Collection entries
┌──
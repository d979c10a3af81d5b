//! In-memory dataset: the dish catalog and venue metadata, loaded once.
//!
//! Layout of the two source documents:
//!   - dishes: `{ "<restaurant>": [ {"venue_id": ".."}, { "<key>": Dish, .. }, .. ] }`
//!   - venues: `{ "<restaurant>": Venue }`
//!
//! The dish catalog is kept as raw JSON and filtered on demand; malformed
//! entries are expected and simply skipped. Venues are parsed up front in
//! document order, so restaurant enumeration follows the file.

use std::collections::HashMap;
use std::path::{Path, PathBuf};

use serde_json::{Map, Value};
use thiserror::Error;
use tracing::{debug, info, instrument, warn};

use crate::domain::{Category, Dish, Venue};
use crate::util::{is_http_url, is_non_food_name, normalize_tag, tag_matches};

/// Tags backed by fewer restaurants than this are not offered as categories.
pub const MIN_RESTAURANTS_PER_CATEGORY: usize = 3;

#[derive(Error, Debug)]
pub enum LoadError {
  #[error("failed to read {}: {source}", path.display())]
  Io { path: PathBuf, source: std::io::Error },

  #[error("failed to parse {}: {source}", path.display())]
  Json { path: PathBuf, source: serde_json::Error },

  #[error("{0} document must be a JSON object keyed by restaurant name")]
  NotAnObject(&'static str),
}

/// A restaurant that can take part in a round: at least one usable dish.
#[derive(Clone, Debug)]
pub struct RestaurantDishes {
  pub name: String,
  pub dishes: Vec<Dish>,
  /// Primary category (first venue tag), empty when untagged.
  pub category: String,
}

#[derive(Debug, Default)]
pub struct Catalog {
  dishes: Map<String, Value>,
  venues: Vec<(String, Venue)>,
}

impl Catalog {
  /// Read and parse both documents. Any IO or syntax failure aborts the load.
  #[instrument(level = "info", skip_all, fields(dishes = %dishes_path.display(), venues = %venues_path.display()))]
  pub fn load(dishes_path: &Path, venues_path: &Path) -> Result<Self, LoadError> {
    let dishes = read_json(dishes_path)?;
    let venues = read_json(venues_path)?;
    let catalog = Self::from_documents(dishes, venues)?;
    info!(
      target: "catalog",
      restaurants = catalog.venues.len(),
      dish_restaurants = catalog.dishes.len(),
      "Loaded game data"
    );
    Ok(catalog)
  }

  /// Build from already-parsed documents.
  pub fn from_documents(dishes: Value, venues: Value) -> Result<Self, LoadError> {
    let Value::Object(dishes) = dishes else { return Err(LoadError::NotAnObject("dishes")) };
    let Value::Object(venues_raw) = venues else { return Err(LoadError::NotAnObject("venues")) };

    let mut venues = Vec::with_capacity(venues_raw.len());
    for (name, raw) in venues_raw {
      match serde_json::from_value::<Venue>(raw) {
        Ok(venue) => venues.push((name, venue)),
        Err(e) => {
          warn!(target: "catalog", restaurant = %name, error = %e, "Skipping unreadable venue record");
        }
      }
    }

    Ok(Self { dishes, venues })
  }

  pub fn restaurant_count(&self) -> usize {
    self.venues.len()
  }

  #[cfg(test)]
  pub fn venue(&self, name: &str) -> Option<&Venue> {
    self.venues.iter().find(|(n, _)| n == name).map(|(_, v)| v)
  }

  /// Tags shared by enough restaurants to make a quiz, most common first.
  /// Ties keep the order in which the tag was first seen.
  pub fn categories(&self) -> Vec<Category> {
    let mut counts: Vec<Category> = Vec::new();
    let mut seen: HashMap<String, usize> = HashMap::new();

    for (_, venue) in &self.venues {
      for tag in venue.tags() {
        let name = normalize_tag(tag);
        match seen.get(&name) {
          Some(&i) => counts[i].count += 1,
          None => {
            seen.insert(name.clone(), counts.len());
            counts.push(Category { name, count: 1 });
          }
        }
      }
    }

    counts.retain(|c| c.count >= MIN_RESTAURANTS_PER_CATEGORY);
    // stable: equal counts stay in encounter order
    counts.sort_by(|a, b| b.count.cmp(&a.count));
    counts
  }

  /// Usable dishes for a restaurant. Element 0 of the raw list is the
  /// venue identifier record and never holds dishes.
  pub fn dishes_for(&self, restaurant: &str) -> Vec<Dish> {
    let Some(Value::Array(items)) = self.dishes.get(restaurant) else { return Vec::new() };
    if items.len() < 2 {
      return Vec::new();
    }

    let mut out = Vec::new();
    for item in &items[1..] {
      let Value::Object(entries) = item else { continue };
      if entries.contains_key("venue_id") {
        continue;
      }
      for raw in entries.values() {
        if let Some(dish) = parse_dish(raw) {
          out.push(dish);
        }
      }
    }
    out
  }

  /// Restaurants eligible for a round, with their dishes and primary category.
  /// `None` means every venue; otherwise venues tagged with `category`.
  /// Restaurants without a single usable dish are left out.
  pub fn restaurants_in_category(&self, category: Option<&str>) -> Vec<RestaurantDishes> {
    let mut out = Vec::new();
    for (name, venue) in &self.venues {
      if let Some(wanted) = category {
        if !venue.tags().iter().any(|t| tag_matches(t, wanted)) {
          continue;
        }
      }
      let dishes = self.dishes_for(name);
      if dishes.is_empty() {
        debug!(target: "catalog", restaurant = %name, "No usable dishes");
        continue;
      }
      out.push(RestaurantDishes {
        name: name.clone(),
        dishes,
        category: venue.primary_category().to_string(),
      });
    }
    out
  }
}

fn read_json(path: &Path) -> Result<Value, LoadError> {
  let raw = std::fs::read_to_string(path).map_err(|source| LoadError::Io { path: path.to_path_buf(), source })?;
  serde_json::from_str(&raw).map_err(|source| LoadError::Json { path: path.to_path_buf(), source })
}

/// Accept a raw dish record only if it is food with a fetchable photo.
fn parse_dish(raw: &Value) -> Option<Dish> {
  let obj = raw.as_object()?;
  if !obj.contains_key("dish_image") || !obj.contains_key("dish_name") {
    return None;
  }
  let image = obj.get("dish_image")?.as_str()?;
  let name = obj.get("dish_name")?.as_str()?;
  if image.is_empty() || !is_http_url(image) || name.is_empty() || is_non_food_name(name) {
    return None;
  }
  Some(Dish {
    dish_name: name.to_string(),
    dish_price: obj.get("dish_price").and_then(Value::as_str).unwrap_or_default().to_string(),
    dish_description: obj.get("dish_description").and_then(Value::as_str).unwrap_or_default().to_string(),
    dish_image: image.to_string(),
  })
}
└──
┌──
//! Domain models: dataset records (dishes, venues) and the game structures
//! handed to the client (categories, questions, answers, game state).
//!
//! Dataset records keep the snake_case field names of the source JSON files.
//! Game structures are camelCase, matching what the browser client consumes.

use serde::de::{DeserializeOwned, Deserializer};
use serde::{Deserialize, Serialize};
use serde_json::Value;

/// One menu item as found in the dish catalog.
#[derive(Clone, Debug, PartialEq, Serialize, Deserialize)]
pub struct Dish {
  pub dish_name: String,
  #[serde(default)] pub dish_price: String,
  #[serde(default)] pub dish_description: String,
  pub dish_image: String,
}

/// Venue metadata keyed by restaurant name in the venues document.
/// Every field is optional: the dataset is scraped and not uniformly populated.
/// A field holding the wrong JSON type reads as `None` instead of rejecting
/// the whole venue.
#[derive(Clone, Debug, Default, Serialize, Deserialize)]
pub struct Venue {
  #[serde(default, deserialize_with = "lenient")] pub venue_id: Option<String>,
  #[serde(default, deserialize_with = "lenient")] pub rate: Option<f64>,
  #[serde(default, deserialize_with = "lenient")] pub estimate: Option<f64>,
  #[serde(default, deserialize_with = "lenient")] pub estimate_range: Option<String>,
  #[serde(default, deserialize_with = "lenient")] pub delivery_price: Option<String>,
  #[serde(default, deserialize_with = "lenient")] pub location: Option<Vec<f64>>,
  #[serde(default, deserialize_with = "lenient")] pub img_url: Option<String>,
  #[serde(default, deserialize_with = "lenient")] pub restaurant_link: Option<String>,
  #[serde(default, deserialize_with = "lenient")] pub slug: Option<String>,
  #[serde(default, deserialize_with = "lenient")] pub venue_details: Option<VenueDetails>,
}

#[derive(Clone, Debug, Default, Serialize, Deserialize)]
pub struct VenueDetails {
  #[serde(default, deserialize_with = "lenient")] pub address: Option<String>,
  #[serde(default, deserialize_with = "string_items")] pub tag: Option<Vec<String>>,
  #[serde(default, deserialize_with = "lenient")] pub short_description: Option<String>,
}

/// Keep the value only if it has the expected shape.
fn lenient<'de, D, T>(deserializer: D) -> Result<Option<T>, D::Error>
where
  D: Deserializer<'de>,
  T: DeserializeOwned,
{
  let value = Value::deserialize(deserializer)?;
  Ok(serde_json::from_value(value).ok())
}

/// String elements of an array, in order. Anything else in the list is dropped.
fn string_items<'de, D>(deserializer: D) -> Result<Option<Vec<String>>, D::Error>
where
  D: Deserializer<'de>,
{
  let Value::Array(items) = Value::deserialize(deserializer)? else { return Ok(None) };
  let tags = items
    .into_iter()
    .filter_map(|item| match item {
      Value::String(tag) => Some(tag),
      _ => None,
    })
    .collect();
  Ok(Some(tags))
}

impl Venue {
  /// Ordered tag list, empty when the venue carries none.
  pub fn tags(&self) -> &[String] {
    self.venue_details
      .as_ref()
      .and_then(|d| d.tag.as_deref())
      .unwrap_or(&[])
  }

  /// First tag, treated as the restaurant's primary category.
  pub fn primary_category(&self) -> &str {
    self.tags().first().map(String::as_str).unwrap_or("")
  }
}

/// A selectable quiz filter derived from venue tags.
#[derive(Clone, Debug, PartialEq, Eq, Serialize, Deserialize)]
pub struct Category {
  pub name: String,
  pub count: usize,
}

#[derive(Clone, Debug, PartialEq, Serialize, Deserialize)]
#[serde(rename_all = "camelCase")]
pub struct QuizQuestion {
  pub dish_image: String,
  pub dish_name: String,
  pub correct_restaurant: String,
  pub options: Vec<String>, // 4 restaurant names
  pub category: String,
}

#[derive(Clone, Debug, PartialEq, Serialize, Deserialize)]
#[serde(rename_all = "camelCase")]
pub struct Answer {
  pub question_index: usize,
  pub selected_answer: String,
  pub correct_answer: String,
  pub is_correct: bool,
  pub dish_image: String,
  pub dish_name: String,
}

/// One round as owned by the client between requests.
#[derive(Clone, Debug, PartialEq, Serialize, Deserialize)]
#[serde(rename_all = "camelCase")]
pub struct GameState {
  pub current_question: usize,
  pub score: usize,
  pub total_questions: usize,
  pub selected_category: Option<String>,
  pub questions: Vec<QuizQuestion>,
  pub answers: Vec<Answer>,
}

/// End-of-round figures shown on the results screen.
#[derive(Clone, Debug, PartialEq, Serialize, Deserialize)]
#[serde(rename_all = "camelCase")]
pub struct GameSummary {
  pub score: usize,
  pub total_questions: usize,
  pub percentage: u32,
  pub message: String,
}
└──
» **ACTION ITEM**: Lines containing the string "names" above: how many are there? Answer with the number only.

» **EXERCISE RESULT**: 2